It is an absolute truth that as professionals we must believe in helping others, our nation, our thinking and our actions to improve. We must respect the notion of transformation and transcendence in whatever is our responsibility. 

In our professional position of responsibility as doctor, lawyer, teacher, computer technician, secretary, librarian or a plethora of other professions we must remember that we started the job with a commitment to working in the interest of the institution or organisation.

We also committed to promoting the ideals of the profession and to respect the rules and guiding principles that define our roles. Anything short of upholding these values is simply an act of dishonesty that speaks quite negatively about us as individuals.

As an educator, what takes place in the teaching profession attracts my attention. This is an area that annually commands substantial investment and expenditure. There must be genuine returns on such financial faith. 

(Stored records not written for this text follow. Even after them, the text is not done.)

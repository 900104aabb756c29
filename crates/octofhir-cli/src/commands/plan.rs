use std::path::Path;

use anyhow::{Context, Result};
use octofhir_canonical::ResolutionContext;
use octofhir_core::FhirVersion;
use octofhir_transform::{TransformRequest, plan_extract};
use serde_json::json;

use crate::cli::OutputFormat;
use crate::output::{print_table, print_value};
use crate::setup::file_format;

/// Binds a QuestionnaireResponse to its map and target without running
/// the map. Resolutions stay in a scope that is dropped afterwards.
pub async fn plan(
    context: &ResolutionContext,
    file: &str,
    source_version: FhirVersion,
    format: OutputFormat,
) -> Result<()> {
    let path = Path::new(file);
    let body = std::fs::read(path).with_context(|| format!("reading {file}"))?;
    let request = TransformRequest::new(body, file_format(path));

    let scope = context.scoped();
    let plan = plan_extract(&scope, &request, source_version).await?;

    match format {
        OutputFormat::Json => print_value(&json!({
            "questionnaire": plan.questionnaire.url,
            "map": plan.map.url,
            "target": plan.target.url,
            "targetType": plan.target_type,
        }))?,
        OutputFormat::Table => print_table(
            ["Step", "Resolved"],
            [
                ["Questionnaire".to_string(), plan.questionnaire.url.clone()],
                ["StructureMap".to_string(), plan.map.url.clone()],
                ["Target definition".to_string(), plan.target.url.clone()],
                ["Target type".to_string(), plan.target_type.clone()],
            ],
        ),
    }
    Ok(())
}
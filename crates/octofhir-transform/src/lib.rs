//! # octofhir-transform
//!
//! The Structured Data Capture `$extract` operation: a QuestionnaireResponse
//! is tied through its Questionnaire's `targetStructureMap` extension to a
//! StructureMap, and a [`MappingInterpreter`] fills a new instance of the
//! map's target type.
//!
//! ```text
//! Start -> SourceParsed -> MapReferenceExtracted -> MapResolved
//!       -> TargetTypeDetermined -> TargetAllocated -> Transformed -> Serialized
//! ```
//!
//! Every failure is a [`TransformError`] naming the stage that could not be
//! reached.
//!
//! ## Example
//!
//! ```ignore
//! let invoker = TransformInvoker::new(context, interpreter);
//! let outcome = invoker
//!     .extract(TransformRequest::new(body, FhirFormat::Json).accept(FhirFormat::Json))
//!     .await?;
//! ```

pub mod error;
pub mod format;
pub mod interpreter;
pub mod invoker;

pub use error::{
    ErrorCategory, MissingBindingReason, RuleError, TransformError, TransformFailure,
    TransformStage,
};
pub use format::{ElementShape, FhirFormat, FormatError, decode, decode_with, encode};
pub use interpreter::{DynMappingInterpreter, MappingInterpreter};
pub use invoker::{
    Isolation, TransformInvoker, TransformOptions, TransformOutcome, TransformPlan,
    TransformRequest, plan_extract,
};
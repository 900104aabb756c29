//! FHIR XML <-> FHIR JSON.
//!
//! Primitives travel as `value` attributes, element ids as `id` attributes
//! and extension urls as `url` attributes. A JSON primitive's `_name`
//! companion (id and extensions) becomes the children of the XML element.
//! Contained resources are wrapped by their holding element.

use std::fmt::Display;

use quick_xml::events::{BytesDecl, BytesEnd, BytesStart, BytesText, Event};
use quick_xml::{Reader, Writer};
use serde_json::{Map, Value};

use super::shape::ElementShape;
use super::{FHIR_NAMESPACE, FormatError, XHTML_NAMESPACE};

type Object = Map<String, Value>;

/// Deepest element nesting accepted when reading.
const MAX_DEPTH: usize = 128;

fn xml_err(err: impl Display) -> FormatError {
    FormatError::Xml(err.to_string())
}

// ---------------------------------------------------------------------------
// Writing
// ---------------------------------------------------------------------------

pub(super) fn to_xml(resource: &Value) -> Result<Vec<u8>, FormatError> {
    let resource = resource
        .as_object()
        .ok_or_else(|| FormatError::Xml("resource must be a JSON object".into()))?;
    let mut writer = Writer::new_with_indent(Vec::new(), b' ', 2);
    emit(
        &mut writer,
        Event::Decl(BytesDecl::new("1.0", Some("UTF-8"), None)),
    )?;
    write_resource(&mut writer, resource, true)?;
    Ok(writer.into_inner())
}

fn emit(writer: &mut Writer<Vec<u8>>, event: Event<'_>) -> Result<(), FormatError> {
    writer.write_event(event).map_err(xml_err)
}

fn write_resource(
    writer: &mut Writer<Vec<u8>>,
    resource: &Object,
    root: bool,
) -> Result<(), FormatError> {
    let resource_type = resource
        .get("resourceType")
        .and_then(Value::as_str)
        .ok_or_else(|| FormatError::Xml("missing resourceType".into()))?;
    let mut start = BytesStart::new(resource_type);
    if root {
        start.push_attribute(("xmlns", FHIR_NAMESPACE));
    }
    emit(writer, Event::Start(start))?;
    // A resource's id is an element, not an attribute.
    write_members(writer, resource, &["resourceType"])?;
    emit(writer, Event::End(BytesEnd::new(resource_type)))
}

fn write_members(
    writer: &mut Writer<Vec<u8>>,
    members: &Object,
    skip: &[&str],
) -> Result<(), FormatError> {
    for (name, value) in members {
        if skip.contains(&name.as_str()) {
            continue;
        }
        match name.strip_prefix('_') {
            Some(base) => {
                // Only a primitive's extensions, without a value.
                if !members.contains_key(base) {
                    write_property(writer, base, &Value::Null, Some(value))?;
                }
            }
            None => write_property(writer, name, value, members.get(&format!("_{name}")))?,
        }
    }
    Ok(())
}

fn write_property(
    writer: &mut Writer<Vec<u8>>,
    name: &str,
    value: &Value,
    meta: Option<&Value>,
) -> Result<(), FormatError> {
    match value {
        Value::Array(items) => {
            for (index, item) in items.iter().enumerate() {
                let item_meta = meta.and_then(|m| m.get(index)).filter(|m| !m.is_null());
                write_property(writer, name, item, item_meta)?;
            }
            Ok(())
        }
        Value::Object(resource) if resource.contains_key("resourceType") => {
            emit(writer, Event::Start(BytesStart::new(name)))?;
            write_resource(writer, resource, false)?;
            emit(writer, Event::End(BytesEnd::new(name)))
        }
        Value::Object(element) => write_element(writer, name, element),
        Value::Null => match meta {
            Some(Value::Array(metas)) => {
                for item_meta in metas {
                    write_primitive(writer, name, None, Some(item_meta))?;
                }
                Ok(())
            }
            Some(item_meta) => write_primitive(writer, name, None, Some(item_meta)),
            None => Ok(()),
        },
        Value::String(xhtml) if name == "div" => write_xhtml(writer, xhtml),
        Value::String(text) => write_primitive(writer, name, Some(text.clone()), meta),
        Value::Number(number) => write_primitive(writer, name, Some(number.to_string()), meta),
        Value::Bool(flag) => write_primitive(writer, name, Some(flag.to_string()), meta),
    }
}

fn write_element(
    writer: &mut Writer<Vec<u8>>,
    name: &str,
    element: &Object,
) -> Result<(), FormatError> {
    let mut start = BytesStart::new(name);
    let mut skip = vec!["id"];
    if let Some(id) = element.get("id").and_then(Value::as_str) {
        start.push_attribute(("id", id));
    }
    if name == "extension" || name == "modifierExtension" {
        if let Some(url) = element.get("url").and_then(Value::as_str) {
            start.push_attribute(("url", url));
        }
        skip.push("url");
    }

    if element.keys().all(|k| skip.contains(&k.as_str())) {
        return emit(writer, Event::Empty(start));
    }
    emit(writer, Event::Start(start))?;
    write_members(writer, element, &skip)?;
    emit(writer, Event::End(BytesEnd::new(name)))
}

fn write_primitive(
    writer: &mut Writer<Vec<u8>>,
    name: &str,
    value: Option<String>,
    meta: Option<&Value>,
) -> Result<(), FormatError> {
    let mut start = BytesStart::new(name);
    let meta = meta.and_then(Value::as_object);
    if let Some(id) = meta.and_then(|m| m.get("id")).and_then(Value::as_str) {
        start.push_attribute(("id", id));
    }
    if let Some(value) = value.as_deref() {
        start.push_attribute(("value", value));
    }

    match meta.filter(|m| m.keys().any(|k| k != "id")) {
        Some(meta) => {
            emit(writer, Event::Start(start))?;
            write_members(writer, meta, &["id"])?;
            emit(writer, Event::End(BytesEnd::new(name)))
        }
        None => emit(writer, Event::Empty(start)),
    }
}

fn write_xhtml(writer: &mut Writer<Vec<u8>>, xhtml: &str) -> Result<(), FormatError> {
    if xhtml.trim_start().starts_with("<div") {
        return emit(writer, Event::Text(BytesText::from_escaped(xhtml)));
    }
    let mut start = BytesStart::new("div");
    start.push_attribute(("xmlns", XHTML_NAMESPACE));
    emit(writer, Event::Start(start))?;
    emit(writer, Event::Text(BytesText::new(xhtml)))?;
    emit(writer, Event::End(BytesEnd::new("div")))
}

// ---------------------------------------------------------------------------
// Reading
// ---------------------------------------------------------------------------

pub(super) fn from_xml<F>(text: &str, shape_for: &F) -> Result<Value, FormatError>
where
    F: Fn(&str) -> ElementShape,
{
    let mut reader = Reader::from_str(text);
    reader.config_mut().trim_text(true);

    loop {
        match reader.read_event().map_err(xml_err)? {
            Event::Start(start) => {
                check_namespace(&start)?;
                let resource_type = local_name(&start)?;
                let resource = read_resource(&mut reader, &resource_type, shape_for, 1)?;
                return Ok(Value::Object(resource));
            }
            Event::Empty(start) => {
                check_namespace(&start)?;
                let resource_type = local_name(&start)?;
                return Ok(Value::Object(empty_resource(resource_type)));
            }
            Event::Eof => return Err(FormatError::Xml("document has no root element".into())),
            _ => {}
        }
    }
}

fn check_namespace(start: &BytesStart<'_>) -> Result<(), FormatError> {
    match attributes(start, true)?
        .into_iter()
        .find(|(key, _)| key == "xmlns")
    {
        Some((_, namespace)) if namespace != FHIR_NAMESPACE => Err(FormatError::Xml(format!(
            "root element is in namespace '{namespace}', expected {FHIR_NAMESPACE}"
        ))),
        _ => Ok(()),
    }
}

fn empty_resource(resource_type: String) -> Object {
    let mut resource = Object::new();
    resource.insert("resourceType".to_string(), Value::String(resource_type));
    resource
}

fn read_resource<F>(
    reader: &mut Reader<&[u8]>,
    resource_type: &str,
    shape_for: &F,
    depth: usize,
) -> Result<Object, FormatError>
where
    F: Fn(&str) -> ElementShape,
{
    let shape = shape_for(resource_type);
    let mut resource = empty_resource(resource_type.to_string());
    read_children(reader, &shape, resource_type, &mut resource, shape_for, depth)?;
    Ok(resource)
}

/// Reads child elements into `target` until the enclosing end tag. Returns
/// the resource when the enclosing element only wraps one.
fn read_children<F>(
    reader: &mut Reader<&[u8]>,
    shape: &ElementShape,
    path: &str,
    target: &mut Object,
    shape_for: &F,
    depth: usize,
) -> Result<Option<Object>, FormatError>
where
    F: Fn(&str) -> ElementShape,
{
    let mut wrapped = None;
    loop {
        match reader.read_event().map_err(xml_err)? {
            Event::Start(start) => {
                if depth >= MAX_DEPTH {
                    return Err(FormatError::Xml(format!(
                        "nesting too deep at {path} (limit {MAX_DEPTH})"
                    )));
                }
                let name = local_name(&start)?;
                if is_resource_name(&name) {
                    wrapped = Some(read_resource(reader, &name, shape_for, depth + 1)?);
                    continue;
                }
                let child_path = format!("{path}.{name}");
                if name == "div" {
                    let inner = reader.read_text(start.name()).map_err(xml_err)?;
                    let xhtml =
                        format!("<div xmlns=\"{XHTML_NAMESPACE}\">{}</div>", inner.trim());
                    insert(target, shape, &child_path, &name, Value::String(xhtml));
                    continue;
                }
                let attrs = attributes(&start, false)?;
                let mut children = Object::new();
                let wrapped_resource = read_children(
                    reader,
                    shape,
                    &child_path,
                    &mut children,
                    shape_for,
                    depth + 1,
                )?;
                match wrapped_resource {
                    Some(resource) => {
                        insert(target, shape, &child_path, &name, Value::Object(resource));
                    }
                    None => finish_element(target, shape, &child_path, &name, attrs, children),
                }
            }
            Event::Empty(start) => {
                let name = local_name(&start)?;
                if is_resource_name(&name) {
                    wrapped = Some(empty_resource(name));
                    continue;
                }
                let child_path = format!("{path}.{name}");
                let attrs = attributes(&start, false)?;
                finish_element(target, shape, &child_path, &name, attrs, Object::new());
            }
            Event::End(_) => return Ok(wrapped),
            Event::Eof => {
                return Err(FormatError::Xml(format!("unexpected end of document in {path}")));
            }
            _ => {}
        }
    }
}

fn finish_element(
    target: &mut Object,
    shape: &ElementShape,
    path: &str,
    name: &str,
    attrs: Vec<(String, String)>,
    children: Object,
) {
    let mut id = None;
    let mut url = None;
    let mut raw_value = None;
    for (key, value) in attrs {
        match key.as_str() {
            "id" => id = Some(value),
            "url" => url = Some(value),
            "value" => raw_value = Some(value),
            _ => {}
        }
    }

    match raw_value {
        Some(raw) => {
            let value = shape.typed_value(path, name, &raw);
            let mut meta = children;
            if let Some(id) = id {
                meta.insert("id".to_string(), Value::String(id));
            }
            insert_primitive(target, shape, path, name, value, meta);
        }
        None => {
            let mut element = Object::new();
            if let Some(id) = id {
                element.insert("id".to_string(), Value::String(id));
            }
            if let Some(url) = url {
                element.insert("url".to_string(), Value::String(url));
            }
            element.extend(children);
            insert(target, shape, path, name, Value::Object(element));
        }
    }
}

/// Adds `value` under `name`, as a list when the element repeats. Returns
/// the list index the value landed at.
fn insert(
    target: &mut Object,
    shape: &ElementShape,
    path: &str,
    name: &str,
    value: Value,
) -> Option<usize> {
    let repeats = shape.repeats(path, name);
    match target.get_mut(name) {
        Some(Value::Array(items)) => {
            items.push(value);
            Some(items.len() - 1)
        }
        // A repeated sibling the shape did not know about.
        Some(existing) => {
            let first = existing.take();
            *existing = Value::Array(vec![first, value]);
            Some(1)
        }
        None if repeats => {
            target.insert(name.to_string(), Value::Array(vec![value]));
            Some(0)
        }
        None => {
            target.insert(name.to_string(), value);
            None
        }
    }
}

fn insert_primitive(
    target: &mut Object,
    shape: &ElementShape,
    path: &str,
    name: &str,
    value: Value,
    meta: Object,
) {
    let meta_key = format!("_{name}");
    let index = insert(target, shape, path, name, value);
    let meta = (!meta.is_empty()).then_some(Value::Object(meta));

    match index {
        None => {
            if let Some(meta) = meta {
                target.insert(meta_key, meta);
            }
        }
        Some(index) => {
            if meta.is_some() && !target.contains_key(&meta_key) {
                target.insert(meta_key.clone(), Value::Array(Vec::new()));
            }
            let Some(slot) = target.get_mut(&meta_key) else {
                return;
            };
            if !slot.is_array() {
                let first = slot.take();
                *slot = Value::Array(vec![first]);
            }
            let Value::Array(metas) = slot else {
                return;
            };
            // Companion lists stay index-aligned with their values.
            if metas.len() < index {
                metas.resize(index, Value::Null);
            }
            metas.push(meta.unwrap_or(Value::Null));
        }
    }
}

fn is_resource_name(name: &str) -> bool {
    name.chars().next().is_some_and(char::is_uppercase)
}

fn local_name(start: &BytesStart<'_>) -> Result<String, FormatError> {
    std::str::from_utf8(start.local_name().as_ref())
        .map(str::to_string)
        .map_err(xml_err)
}

fn attributes(
    start: &BytesStart<'_>,
    keep_namespaces: bool,
) -> Result<Vec<(String, String)>, FormatError> {
    let mut attrs = Vec::new();
    for attr in start.attributes() {
        let attr = attr.map_err(xml_err)?;
        let key = std::str::from_utf8(attr.key.as_ref()).map_err(xml_err)?;
        if key.starts_with("xmlns") && !keep_namespaces {
            continue;
        }
        let value = attr.unescape_value().map_err(xml_err)?;
        attrs.push((key.to_string(), value.into_owned()));
    }
    Ok(attrs)
}
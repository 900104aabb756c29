//! In-memory canonical resource cache.
//!
//! Entries are keyed by (kind, canonical URL) and kept in registration order.
//! The cache never performs I/O; filling it on a miss is the job of the
//! resolution context.

use std::fmt;
use std::sync::Arc;

use indexmap::IndexMap;
use octofhir_core::{CanonicalKind, CanonicalResource};
use parking_lot::RwLock;

/// Cache key: resource kind plus canonical URL (without version).
#[derive(Debug, Clone, PartialEq, Eq, Hash)]
pub struct CacheKey {
    pub kind: CanonicalKind,
    pub url: String,
}

impl CacheKey {
    pub fn new(kind: CanonicalKind, url: impl Into<String>) -> Self {
        Self {
            kind,
            url: url.into(),
        }
    }

    pub fn of(resource: &CanonicalResource) -> Self {
        Self::new(resource.kind, resource.url.clone())
    }
}

impl fmt::Display for CacheKey {
    fn fmt(&self, f: &mut fmt::Formatter<'_>) -> fmt::Result {
        write!(f, "{}|{}", self.kind, self.url)
    }
}

/// Storage of resolved canonical resources.
///
/// `lookup` after `register` with the same key returns the registered value.
pub trait CanonicalStore: Send + Sync {
    /// Inserts or replaces the entry for the resource's key.
    ///
    /// A replaced entry keeps its registration position. Returns the previous value.
    fn register(&self, resource: Arc<CanonicalResource>) -> Option<Arc<CanonicalResource>>;

    fn lookup(&self, kind: CanonicalKind, url: &str) -> Option<Arc<CanonicalResource>>;

    /// Entries of `kind` in registration order.
    fn all(&self, kind: CanonicalKind) -> CanonicalIter;

    fn remove(&self, kind: CanonicalKind, url: &str) -> Option<Arc<CanonicalResource>>;

    /// Drops every entry.
    fn clear(&self);

    fn len(&self) -> usize;

    fn is_empty(&self) -> bool {
        self.len() == 0
    }
}

/// Type alias for a shared cache trait object.
pub type DynCanonicalStore = Arc<dyn CanonicalStore>;

/// Iterator over a point-in-time view of cache entries.
///
/// Cloning yields an independent iterator over the same view; `rewind`
/// restarts it.
#[derive(Debug, Clone)]
pub struct CanonicalIter {
    entries: Arc<[Arc<CanonicalResource>]>,
    position: usize,
}

impl CanonicalIter {
    pub(crate) fn new(entries: Vec<Arc<CanonicalResource>>) -> Self {
        Self {
            entries: entries.into(),
            position: 0,
        }
    }

    pub fn rewind(&mut self) {
        self.position = 0;
    }
}

impl Iterator for CanonicalIter {
    type Item = Arc<CanonicalResource>;

    fn next(&mut self) -> Option<Self::Item> {
        let item = self.entries.get(self.position).cloned();
        if item.is_some() {
            self.position += 1;
        }
        item
    }

    fn size_hint(&self) -> (usize, Option<usize>) {
        let remaining = self.entries.len() - self.position;
        (remaining, Some(remaining))
    }
}

impl ExactSizeIterator for CanonicalIter {}

/// Insertion-ordered cache guarded by a read-write lock.
#[derive(Debug, Default)]
pub struct CanonicalCache {
    entries: RwLock<IndexMap<CacheKey, Arc<CanonicalResource>>>,
}

impl CanonicalCache {
    pub fn new() -> Self {
        Self::default()
    }
}

impl CanonicalStore for CanonicalCache {
    fn register(&self, resource: Arc<CanonicalResource>) -> Option<Arc<CanonicalResource>> {
        let key = CacheKey::of(&resource);
        self.entries.write().insert(key, resource)
    }

    fn lookup(&self, kind: CanonicalKind, url: &str) -> Option<Arc<CanonicalResource>> {
        self.entries.read().get(&CacheKey::new(kind, url)).cloned()
    }

    fn all(&self, kind: CanonicalKind) -> CanonicalIter {
        let entries = self
            .entries
            .read()
            .iter()
            .filter(|(key, _)| key.kind == kind)
            .map(|(_, resource)| resource.clone())
            .collect();
        CanonicalIter::new(entries)
    }

    fn remove(&self, kind: CanonicalKind, url: &str) -> Option<Arc<CanonicalResource>> {
        self.entries.write().shift_remove(&CacheKey::new(kind, url))
    }

    fn clear(&self) {
        self.entries.write().clear();
    }

    fn len(&self) -> usize {
        self.entries.read().len()
    }
}
use std::collections::HashMap;

use octofhir_core::CanonicalResource;
use serde_json::Value;

/// Element names that repeat wherever they occur.
const REPEATING: &[&str] = &[
    "extension",
    "modifierExtension",
    "contained",
    "identifier",
    "coding",
    "given",
    "prefix",
    "suffix",
    "line",
    "telecom",
    "item",
    "answer",
    "enableWhen",
    "answerOption",
    "initial",
    "note",
    "category",
    "component",
    "referenceRange",
    "interpretation",
    "hasMember",
    "derivedFrom",
    "basedOn",
    "partOf",
    "performer",
    "entry",
    "link",
    "concept",
    "designation",
    "include",
    "exclude",
    "useContext",
    "jurisdiction",
    "contact",
    "tag",
    "security",
    "profile",
    "group",
    "rule",
    "input",
    "structure",
    "import",
    "dependent",
    "parameter",
    "element",
    "targetProfile",
    "constraint",
    "mapping",
];

const BOOLEANS: &[&str] = &[
    "abstract",
    "active",
    "experimental",
    "required",
    "repeats",
    "readOnly",
    "mustSupport",
    "isModifier",
    "isSummary",
    "inactive",
    "userSelected",
    "lockedDate",
    "immutable",
    "multipleResultsAllowed",
];

const INTEGERS: &[&str] = &["min", "maxLength", "total", "offset", "count", "rank"];

/// Choice-type suffixes with a non-string JSON representation.
const TYPED_SUFFIXES: &[(&str, &str)] = &[
    ("Boolean", "boolean"),
    ("Integer", "integer"),
    ("Integer64", "integer64"),
    ("Decimal", "decimal"),
    ("PositiveInt", "positiveInt"),
    ("UnsignedInt", "unsignedInt"),
];

/// Datatypes whose `value` element is a decimal, by the holding element's suffix.
const QUANTITY_HOLDERS: &[&str] = &["Quantity", "Age", "Duration", "Distance", "Count", "Money"];

#[derive(Debug, Clone, PartialEq, Eq)]
struct ElementInfo {
    repeats: bool,
    type_code: Option<String>,
}

/// What the XML reader needs to know about a resource type's elements:
/// whether an element repeats and which primitive type it carries.
///
/// Built from a StructureDefinition snapshot when one is available; paths
/// the snapshot does not cover (datatype internals, other resource types)
/// fall back to built-in name lists.
#[derive(Debug, Clone, Default)]
pub struct ElementShape {
    elements: HashMap<String, ElementInfo>,
    /// `Observation.value` for `Observation.value[x]`.
    choices: Vec<(String, ElementInfo)>,
}

impl ElementShape {
    pub fn builtin() -> Self {
        Self::default()
    }

    pub fn from_definition(definition: &CanonicalResource) -> Self {
        let mut shape = Self::default();
        let elements = definition
            .get("snapshot")
            .and_then(|s| s.get("element"))
            .and_then(Value::as_array);
        for element in elements.into_iter().flatten() {
            let Some(path) = element.get("path").and_then(Value::as_str) else {
                continue;
            };
            let repeats = element
                .get("max")
                .and_then(Value::as_str)
                .is_some_and(|max| max != "0" && max != "1");
            let types = element
                .get("type")
                .and_then(Value::as_array)
                .map(Vec::as_slice)
                .unwrap_or_default();
            let type_code = match types {
                [single] => single.get("code").and_then(Value::as_str).map(str::to_string),
                _ => None,
            };
            let info = ElementInfo { repeats, type_code };
            match path.strip_suffix("[x]") {
                Some(prefix) => shape.choices.push((prefix.to_string(), info)),
                None => {
                    shape.elements.insert(path.to_string(), info);
                }
            }
        }
        shape
    }

    pub fn is_empty(&self) -> bool {
        self.elements.is_empty() && self.choices.is_empty()
    }

    fn info(&self, path: &str) -> Option<&ElementInfo> {
        self.elements.get(path).or_else(|| {
            self.choices
                .iter()
                .find(|(prefix, _)| {
                    path.strip_prefix(prefix.as_str())
                        .filter(|rest| !rest.contains('.'))
                        .and_then(|rest| rest.chars().next())
                        .is_some_and(char::is_uppercase)
                })
                .map(|(_, info)| info)
        })
    }

    /// Whether `name` at `path` is a list in JSON.
    pub fn repeats(&self, path: &str, name: &str) -> bool {
        match self.info(path) {
            Some(info) => info.repeats,
            None => REPEATING.contains(&name),
        }
    }

    /// Primitive type code of `name` at `path`, when it is not a string.
    pub fn primitive_type(&self, path: &str, name: &str) -> Option<&str> {
        if let Some(code) = self.info(path).and_then(|i| i.type_code.as_deref()) {
            return Some(code);
        }
        if let Some((_, code)) = TYPED_SUFFIXES
            .iter()
            .filter(|(suffix, _)| name.len() > suffix.len() && name.ends_with(suffix))
            .max_by_key(|(suffix, _)| suffix.len())
        {
            return Some(code);
        }
        if name == "value" && path.rsplit('.').nth(1).is_some_and(holds_quantity) {
            return Some("decimal");
        }
        if BOOLEANS.contains(&name) {
            Some("boolean")
        } else if INTEGERS.contains(&name) {
            Some("integer")
        } else {
            None
        }
    }

    /// Converts an XML `value` attribute into its JSON form.
    pub fn typed_value(&self, path: &str, name: &str, raw: &str) -> Value {
        match self.primitive_type(path, name) {
            Some("boolean") => match raw {
                "true" => Value::Bool(true),
                "false" => Value::Bool(false),
                _ => Value::String(raw.to_string()),
            },
            Some("integer" | "positiveInt" | "unsignedInt") => raw
                .parse::<i64>()
                .map(Value::from)
                .unwrap_or_else(|_| Value::String(raw.to_string())),
            Some("decimal") => raw
                .parse::<serde_json::Number>()
                .map(Value::Number)
                .unwrap_or_else(|_| Value::String(raw.to_string())),
            _ => Value::String(raw.to_string()),
        }
    }
}

fn holds_quantity(element: &str) -> bool {
    element == "quantity" || QUANTITY_HOLDERS.iter().any(|suffix| element.ends_with(suffix))
}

One area of concern to me, among many, is the Common Entrance Examination and how it is allowed to languish, to be misrepresented and spun as nothing more than a political football. It is simply a test that evaluates the child’s literacy and numeracy levels at that particular age.   

Testing is a part of most educational systems, indeed all that I know of. We should not condemn the test and create all mythical positions about what it does to children before, on and after the day. We must be intellectually honest and focus on the real problem.

As parents we want to have vicarious successes through our children, we spend immense sums on lessons and private tuition that usually only provide more work for the child. I suggest that the examination is not the problem. It is how the results are used that causes discrimination, disappointment and stress. 

We as a country lack the political will to make the necessary decision to create a level playing field in education at all levels. We must see the urgency for honesty if we are to remove the problem that engenders such debate and criticism that more often than not is couched in pretence.

Barbados is not replete with diverse natural resources, except for the unique skills, abilities and drive of our people. In every country, the workers’ productivity is the determining factor in success or failure. If we are productive, loyal and respectful to self, profession and country, we drive our nation forward.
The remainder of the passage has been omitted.